In the listing below, locate the lines that hold the string "pitch". Copy those lines.

[Record extracts Boundary: Start]

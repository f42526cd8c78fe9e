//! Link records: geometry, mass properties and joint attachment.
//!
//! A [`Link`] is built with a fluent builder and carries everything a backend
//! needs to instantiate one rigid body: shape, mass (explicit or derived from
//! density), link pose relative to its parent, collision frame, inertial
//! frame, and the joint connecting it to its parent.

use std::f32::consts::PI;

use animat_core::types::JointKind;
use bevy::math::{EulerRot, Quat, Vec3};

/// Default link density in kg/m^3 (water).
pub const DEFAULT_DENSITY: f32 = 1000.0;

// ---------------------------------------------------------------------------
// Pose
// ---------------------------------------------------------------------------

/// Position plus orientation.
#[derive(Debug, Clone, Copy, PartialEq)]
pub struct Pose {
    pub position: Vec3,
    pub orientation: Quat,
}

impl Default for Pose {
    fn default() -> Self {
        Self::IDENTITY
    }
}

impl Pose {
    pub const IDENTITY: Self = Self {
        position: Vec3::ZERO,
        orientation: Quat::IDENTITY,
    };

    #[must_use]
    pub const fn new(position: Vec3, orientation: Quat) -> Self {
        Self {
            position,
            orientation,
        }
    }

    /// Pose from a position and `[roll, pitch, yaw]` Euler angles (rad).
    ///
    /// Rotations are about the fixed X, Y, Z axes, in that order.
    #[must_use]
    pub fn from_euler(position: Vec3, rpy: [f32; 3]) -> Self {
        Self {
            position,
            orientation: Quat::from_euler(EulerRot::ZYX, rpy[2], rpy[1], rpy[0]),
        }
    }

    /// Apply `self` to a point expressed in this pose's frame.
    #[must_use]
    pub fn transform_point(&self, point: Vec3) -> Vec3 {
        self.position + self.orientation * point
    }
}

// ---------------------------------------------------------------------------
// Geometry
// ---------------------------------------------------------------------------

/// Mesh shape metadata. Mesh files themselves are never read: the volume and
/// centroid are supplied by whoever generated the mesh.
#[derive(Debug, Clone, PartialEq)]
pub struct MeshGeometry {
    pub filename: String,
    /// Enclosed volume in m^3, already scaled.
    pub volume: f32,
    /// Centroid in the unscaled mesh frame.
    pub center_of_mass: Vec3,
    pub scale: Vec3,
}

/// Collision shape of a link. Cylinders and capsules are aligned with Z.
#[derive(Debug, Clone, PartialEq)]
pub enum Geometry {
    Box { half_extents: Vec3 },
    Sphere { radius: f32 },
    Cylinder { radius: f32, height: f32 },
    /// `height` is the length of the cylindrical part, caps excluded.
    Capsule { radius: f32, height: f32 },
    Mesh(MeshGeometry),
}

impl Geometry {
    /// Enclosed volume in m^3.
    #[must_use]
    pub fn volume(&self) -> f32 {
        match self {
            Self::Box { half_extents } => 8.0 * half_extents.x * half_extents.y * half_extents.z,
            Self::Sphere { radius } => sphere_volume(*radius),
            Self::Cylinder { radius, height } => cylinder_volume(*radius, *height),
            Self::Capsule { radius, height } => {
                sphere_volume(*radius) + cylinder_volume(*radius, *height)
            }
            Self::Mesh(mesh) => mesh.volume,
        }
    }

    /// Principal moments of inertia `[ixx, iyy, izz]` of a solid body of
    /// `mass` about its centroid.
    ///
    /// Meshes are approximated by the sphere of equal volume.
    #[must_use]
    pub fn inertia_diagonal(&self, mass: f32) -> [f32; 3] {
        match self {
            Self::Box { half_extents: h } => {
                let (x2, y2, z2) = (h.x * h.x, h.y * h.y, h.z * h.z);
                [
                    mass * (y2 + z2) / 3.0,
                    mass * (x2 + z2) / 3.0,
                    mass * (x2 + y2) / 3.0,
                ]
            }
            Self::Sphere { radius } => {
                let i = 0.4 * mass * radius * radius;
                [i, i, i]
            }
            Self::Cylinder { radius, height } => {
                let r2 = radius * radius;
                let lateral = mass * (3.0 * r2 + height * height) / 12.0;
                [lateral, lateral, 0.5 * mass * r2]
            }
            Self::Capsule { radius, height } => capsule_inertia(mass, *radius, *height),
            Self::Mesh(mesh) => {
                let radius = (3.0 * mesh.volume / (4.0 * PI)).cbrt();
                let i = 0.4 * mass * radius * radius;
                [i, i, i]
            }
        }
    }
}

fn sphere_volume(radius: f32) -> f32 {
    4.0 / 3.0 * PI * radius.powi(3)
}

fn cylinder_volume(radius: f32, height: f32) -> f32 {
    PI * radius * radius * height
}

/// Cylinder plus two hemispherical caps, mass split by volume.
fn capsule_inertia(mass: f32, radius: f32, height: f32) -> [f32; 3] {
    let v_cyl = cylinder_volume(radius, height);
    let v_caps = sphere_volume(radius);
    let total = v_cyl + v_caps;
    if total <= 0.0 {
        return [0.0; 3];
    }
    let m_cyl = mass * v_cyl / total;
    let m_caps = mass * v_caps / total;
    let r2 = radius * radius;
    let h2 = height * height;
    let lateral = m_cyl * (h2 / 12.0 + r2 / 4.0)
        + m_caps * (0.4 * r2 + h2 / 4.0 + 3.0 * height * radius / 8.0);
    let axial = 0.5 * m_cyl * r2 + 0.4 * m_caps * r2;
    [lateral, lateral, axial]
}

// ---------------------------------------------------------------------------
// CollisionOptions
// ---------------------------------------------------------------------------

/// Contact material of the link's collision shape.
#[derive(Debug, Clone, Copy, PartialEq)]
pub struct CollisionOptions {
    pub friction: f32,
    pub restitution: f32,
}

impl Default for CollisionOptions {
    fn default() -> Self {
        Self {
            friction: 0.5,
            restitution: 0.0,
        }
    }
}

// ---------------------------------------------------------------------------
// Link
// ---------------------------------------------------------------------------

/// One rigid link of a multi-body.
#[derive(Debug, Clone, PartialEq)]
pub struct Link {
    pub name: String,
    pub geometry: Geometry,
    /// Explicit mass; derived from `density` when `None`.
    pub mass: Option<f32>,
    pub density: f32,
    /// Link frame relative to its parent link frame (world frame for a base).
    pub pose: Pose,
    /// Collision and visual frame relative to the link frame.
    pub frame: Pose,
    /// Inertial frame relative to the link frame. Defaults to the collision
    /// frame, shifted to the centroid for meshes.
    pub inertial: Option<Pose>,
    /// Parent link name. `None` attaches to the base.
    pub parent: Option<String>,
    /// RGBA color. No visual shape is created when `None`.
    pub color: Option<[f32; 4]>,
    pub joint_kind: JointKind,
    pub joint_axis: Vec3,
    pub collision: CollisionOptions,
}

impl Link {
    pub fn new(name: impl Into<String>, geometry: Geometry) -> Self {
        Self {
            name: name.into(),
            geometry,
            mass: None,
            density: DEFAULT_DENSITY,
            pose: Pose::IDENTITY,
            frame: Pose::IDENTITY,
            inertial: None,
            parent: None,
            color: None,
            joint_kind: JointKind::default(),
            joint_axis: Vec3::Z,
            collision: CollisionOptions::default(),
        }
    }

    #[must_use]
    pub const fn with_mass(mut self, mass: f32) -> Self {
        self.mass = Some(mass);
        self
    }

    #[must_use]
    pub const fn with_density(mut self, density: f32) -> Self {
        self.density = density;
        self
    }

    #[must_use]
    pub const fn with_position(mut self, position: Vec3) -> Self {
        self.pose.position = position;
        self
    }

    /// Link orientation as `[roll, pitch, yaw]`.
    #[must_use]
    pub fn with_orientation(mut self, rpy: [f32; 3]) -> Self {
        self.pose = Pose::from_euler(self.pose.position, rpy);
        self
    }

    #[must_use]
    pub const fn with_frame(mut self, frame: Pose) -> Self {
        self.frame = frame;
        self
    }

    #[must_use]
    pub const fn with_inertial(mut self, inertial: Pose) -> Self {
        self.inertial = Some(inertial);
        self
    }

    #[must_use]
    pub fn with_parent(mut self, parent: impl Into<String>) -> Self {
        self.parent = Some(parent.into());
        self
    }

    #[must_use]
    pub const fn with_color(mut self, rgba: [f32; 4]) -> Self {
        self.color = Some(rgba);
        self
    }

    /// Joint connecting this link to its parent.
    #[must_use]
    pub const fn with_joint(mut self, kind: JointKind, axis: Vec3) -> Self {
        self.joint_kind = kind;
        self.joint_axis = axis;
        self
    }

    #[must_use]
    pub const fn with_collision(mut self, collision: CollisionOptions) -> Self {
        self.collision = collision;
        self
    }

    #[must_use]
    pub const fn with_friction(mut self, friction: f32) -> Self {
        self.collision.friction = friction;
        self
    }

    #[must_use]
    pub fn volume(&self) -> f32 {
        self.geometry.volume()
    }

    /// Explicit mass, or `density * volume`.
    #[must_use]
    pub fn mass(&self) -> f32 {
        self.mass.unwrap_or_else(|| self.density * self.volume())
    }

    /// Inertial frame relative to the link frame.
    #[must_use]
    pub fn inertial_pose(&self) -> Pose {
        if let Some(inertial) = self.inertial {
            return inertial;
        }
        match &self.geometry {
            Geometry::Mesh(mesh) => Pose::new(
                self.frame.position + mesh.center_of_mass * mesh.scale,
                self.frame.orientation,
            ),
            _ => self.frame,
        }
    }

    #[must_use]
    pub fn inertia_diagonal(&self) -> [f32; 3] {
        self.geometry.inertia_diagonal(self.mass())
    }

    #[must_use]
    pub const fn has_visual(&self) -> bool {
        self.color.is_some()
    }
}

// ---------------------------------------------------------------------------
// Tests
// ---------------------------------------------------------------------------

[Record extracts Boundary: End]
[Record extracts Boundary: Start]

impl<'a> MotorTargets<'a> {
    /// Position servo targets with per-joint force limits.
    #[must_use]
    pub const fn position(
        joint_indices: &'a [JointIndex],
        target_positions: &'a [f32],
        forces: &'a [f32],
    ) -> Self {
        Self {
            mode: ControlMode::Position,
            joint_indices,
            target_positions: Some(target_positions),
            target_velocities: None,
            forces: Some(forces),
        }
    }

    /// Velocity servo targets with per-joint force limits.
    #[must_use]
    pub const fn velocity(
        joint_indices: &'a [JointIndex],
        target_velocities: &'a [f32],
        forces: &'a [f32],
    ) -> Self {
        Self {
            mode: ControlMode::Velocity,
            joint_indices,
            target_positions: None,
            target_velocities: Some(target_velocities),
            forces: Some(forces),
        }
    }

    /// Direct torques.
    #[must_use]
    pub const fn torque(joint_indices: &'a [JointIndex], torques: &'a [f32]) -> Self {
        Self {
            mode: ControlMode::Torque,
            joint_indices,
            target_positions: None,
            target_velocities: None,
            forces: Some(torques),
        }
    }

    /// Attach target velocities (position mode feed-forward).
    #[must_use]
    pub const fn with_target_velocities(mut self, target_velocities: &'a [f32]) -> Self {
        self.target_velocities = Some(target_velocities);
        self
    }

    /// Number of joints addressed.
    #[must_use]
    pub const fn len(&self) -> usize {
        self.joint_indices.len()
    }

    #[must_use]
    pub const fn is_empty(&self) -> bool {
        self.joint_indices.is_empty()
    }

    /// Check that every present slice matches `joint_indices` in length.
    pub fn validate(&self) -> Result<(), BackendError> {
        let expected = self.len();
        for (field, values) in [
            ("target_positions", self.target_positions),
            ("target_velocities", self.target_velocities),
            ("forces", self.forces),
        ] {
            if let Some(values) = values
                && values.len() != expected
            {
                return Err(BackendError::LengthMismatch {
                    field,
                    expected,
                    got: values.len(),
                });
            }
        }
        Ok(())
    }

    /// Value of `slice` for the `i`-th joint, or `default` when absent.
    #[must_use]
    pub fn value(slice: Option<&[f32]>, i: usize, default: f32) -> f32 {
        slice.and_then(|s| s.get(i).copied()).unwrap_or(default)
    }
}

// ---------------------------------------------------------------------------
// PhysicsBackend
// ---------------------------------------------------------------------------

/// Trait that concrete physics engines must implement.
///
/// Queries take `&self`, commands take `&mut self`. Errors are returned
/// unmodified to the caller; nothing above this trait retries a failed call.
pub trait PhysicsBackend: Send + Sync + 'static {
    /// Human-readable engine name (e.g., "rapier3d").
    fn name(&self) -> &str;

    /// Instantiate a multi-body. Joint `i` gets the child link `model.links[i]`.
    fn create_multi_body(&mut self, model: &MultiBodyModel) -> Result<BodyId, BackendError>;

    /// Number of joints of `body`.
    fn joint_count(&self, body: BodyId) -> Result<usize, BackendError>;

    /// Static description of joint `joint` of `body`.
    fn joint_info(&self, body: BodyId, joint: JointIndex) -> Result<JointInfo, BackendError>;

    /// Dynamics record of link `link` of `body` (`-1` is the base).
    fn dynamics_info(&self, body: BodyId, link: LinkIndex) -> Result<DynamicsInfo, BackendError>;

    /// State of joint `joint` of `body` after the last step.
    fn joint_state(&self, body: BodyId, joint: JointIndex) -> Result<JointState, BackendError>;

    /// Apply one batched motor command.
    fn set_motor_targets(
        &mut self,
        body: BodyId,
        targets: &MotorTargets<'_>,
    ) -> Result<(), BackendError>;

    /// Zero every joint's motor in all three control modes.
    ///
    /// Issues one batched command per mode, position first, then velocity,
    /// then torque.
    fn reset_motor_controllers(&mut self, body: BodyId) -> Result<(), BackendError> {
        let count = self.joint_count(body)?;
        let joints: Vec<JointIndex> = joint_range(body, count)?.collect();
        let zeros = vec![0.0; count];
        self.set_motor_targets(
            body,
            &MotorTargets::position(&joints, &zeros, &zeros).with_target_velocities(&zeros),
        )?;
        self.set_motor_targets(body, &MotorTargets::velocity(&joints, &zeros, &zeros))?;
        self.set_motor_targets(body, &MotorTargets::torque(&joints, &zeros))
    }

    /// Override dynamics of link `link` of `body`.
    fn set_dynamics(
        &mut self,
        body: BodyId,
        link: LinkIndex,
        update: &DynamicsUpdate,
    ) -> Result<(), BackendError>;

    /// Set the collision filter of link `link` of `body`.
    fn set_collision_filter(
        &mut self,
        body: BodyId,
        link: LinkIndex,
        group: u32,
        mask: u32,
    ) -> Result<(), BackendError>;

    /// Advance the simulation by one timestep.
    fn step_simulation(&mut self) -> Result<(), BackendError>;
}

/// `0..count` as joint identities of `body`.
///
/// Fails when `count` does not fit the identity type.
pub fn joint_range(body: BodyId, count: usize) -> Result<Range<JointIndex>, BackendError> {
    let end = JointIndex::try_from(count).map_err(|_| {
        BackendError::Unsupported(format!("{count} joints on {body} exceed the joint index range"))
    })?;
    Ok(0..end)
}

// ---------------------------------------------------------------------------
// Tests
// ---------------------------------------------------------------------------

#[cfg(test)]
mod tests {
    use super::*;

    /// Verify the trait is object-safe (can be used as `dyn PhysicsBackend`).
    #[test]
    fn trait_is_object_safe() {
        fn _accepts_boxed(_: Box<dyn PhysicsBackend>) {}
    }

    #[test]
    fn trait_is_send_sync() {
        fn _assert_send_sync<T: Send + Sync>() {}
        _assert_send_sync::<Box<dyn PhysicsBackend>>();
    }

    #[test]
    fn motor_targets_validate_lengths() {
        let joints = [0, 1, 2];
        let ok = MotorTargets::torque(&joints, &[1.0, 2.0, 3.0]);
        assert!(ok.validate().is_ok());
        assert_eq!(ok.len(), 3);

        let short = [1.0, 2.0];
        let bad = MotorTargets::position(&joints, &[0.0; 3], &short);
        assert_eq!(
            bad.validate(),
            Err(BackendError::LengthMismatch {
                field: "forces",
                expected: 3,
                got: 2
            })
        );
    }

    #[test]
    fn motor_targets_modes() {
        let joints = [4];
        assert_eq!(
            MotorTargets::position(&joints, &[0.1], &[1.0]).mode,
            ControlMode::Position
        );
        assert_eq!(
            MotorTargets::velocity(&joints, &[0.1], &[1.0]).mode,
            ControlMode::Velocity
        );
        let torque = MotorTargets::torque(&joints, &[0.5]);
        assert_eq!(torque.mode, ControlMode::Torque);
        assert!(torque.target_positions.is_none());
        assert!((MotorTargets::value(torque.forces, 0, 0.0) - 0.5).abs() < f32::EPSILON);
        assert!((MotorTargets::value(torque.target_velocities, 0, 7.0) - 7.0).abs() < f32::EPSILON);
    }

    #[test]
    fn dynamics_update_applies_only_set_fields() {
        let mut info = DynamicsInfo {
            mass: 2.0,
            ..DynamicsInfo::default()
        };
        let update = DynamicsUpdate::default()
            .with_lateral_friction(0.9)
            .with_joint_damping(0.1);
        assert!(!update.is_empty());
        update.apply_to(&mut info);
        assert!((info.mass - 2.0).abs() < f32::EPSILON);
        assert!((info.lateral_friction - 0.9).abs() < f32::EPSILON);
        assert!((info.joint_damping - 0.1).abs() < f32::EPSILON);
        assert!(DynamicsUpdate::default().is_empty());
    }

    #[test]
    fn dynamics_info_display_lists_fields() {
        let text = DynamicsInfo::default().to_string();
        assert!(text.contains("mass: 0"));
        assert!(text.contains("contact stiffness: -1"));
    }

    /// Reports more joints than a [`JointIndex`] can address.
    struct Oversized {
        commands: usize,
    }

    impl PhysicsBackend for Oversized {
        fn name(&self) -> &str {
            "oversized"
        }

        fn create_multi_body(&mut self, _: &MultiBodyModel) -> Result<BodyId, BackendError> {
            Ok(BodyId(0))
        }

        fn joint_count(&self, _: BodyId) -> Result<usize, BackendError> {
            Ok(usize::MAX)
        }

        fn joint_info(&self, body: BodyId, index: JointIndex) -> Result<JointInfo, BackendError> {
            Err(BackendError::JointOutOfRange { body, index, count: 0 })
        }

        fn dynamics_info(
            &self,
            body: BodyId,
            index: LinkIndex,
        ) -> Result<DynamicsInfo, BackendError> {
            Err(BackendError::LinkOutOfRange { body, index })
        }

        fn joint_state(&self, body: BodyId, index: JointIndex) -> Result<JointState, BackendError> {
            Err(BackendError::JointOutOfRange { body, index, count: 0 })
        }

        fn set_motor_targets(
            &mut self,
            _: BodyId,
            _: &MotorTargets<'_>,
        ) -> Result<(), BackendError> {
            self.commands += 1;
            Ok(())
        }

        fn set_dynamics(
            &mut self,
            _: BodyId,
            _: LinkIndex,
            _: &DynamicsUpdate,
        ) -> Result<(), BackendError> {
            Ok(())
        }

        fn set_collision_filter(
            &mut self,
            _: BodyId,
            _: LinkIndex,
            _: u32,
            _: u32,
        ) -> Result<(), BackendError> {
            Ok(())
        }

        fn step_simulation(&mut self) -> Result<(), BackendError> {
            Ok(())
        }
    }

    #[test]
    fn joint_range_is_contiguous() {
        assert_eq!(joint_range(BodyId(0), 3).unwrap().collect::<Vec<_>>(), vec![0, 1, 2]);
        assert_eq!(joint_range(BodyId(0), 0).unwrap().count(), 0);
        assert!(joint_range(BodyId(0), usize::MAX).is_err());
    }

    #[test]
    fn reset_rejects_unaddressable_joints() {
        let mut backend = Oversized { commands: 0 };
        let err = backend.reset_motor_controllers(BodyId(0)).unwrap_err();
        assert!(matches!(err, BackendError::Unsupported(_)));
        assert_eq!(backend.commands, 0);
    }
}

[Record extracts Boundary: End]

:: Solution ::
    /// Pose from a position and `[roll, pitch, yaw]` Euler angles (rad).
    /// Link orientation as `[roll, pitch, yaw]`.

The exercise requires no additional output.